▸ **Aim of the task**:
Restate, word for word, the lines from the opening line of the data through the line containing "respond, or fail.", both included, and nothing else.

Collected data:
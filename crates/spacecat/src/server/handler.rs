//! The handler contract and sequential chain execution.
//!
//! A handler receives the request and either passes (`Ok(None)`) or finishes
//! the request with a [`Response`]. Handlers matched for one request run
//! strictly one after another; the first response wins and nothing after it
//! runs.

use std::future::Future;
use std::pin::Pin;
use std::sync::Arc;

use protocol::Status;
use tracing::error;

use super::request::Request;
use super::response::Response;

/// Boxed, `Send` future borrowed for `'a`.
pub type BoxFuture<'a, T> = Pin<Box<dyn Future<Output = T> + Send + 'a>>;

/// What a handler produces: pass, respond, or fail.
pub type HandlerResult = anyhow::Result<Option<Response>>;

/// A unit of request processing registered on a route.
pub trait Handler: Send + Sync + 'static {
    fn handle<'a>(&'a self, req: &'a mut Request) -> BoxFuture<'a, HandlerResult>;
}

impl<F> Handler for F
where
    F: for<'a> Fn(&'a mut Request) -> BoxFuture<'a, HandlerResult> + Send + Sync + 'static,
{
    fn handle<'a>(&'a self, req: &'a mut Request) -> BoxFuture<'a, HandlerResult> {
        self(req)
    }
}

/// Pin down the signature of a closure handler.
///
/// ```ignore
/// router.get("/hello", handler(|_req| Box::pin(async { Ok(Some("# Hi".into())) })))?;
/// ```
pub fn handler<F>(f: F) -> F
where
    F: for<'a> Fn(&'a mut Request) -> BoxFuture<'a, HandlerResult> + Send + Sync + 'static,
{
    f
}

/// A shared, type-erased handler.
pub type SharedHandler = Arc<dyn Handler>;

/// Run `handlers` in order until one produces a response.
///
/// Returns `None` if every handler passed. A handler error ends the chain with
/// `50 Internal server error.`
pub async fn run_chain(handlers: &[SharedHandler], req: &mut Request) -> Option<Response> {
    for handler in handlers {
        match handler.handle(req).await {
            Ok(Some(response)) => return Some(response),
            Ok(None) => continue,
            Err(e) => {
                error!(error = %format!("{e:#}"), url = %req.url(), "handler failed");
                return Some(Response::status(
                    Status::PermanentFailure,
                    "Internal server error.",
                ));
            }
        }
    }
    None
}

▸ **Expected output**:
filename crates/spacecat/src/server/handler.rs
//! The handler contract and sequential chain execution.
//!
//! A handler receives the request and either passes (`Ok(None)`) or finishes
//! the request with a [`Response`]. Handlers matched for one request run
//! strictly one after another; the first response wins and nothing after it
//! runs.

use std::future::Future;
use std::pin::Pin;
use std::sync::Arc;

use protocol::Status;
use tracing::error;

use super::request::Request;
use super::response::Response;

/// Boxed, `Send` future borrowed for `'a`.
pub type BoxFuture<'a, T> = Pin<Box<dyn Future<Output = T> + Send + 'a>>;

/// What a handler produces: pass, respond, or fail.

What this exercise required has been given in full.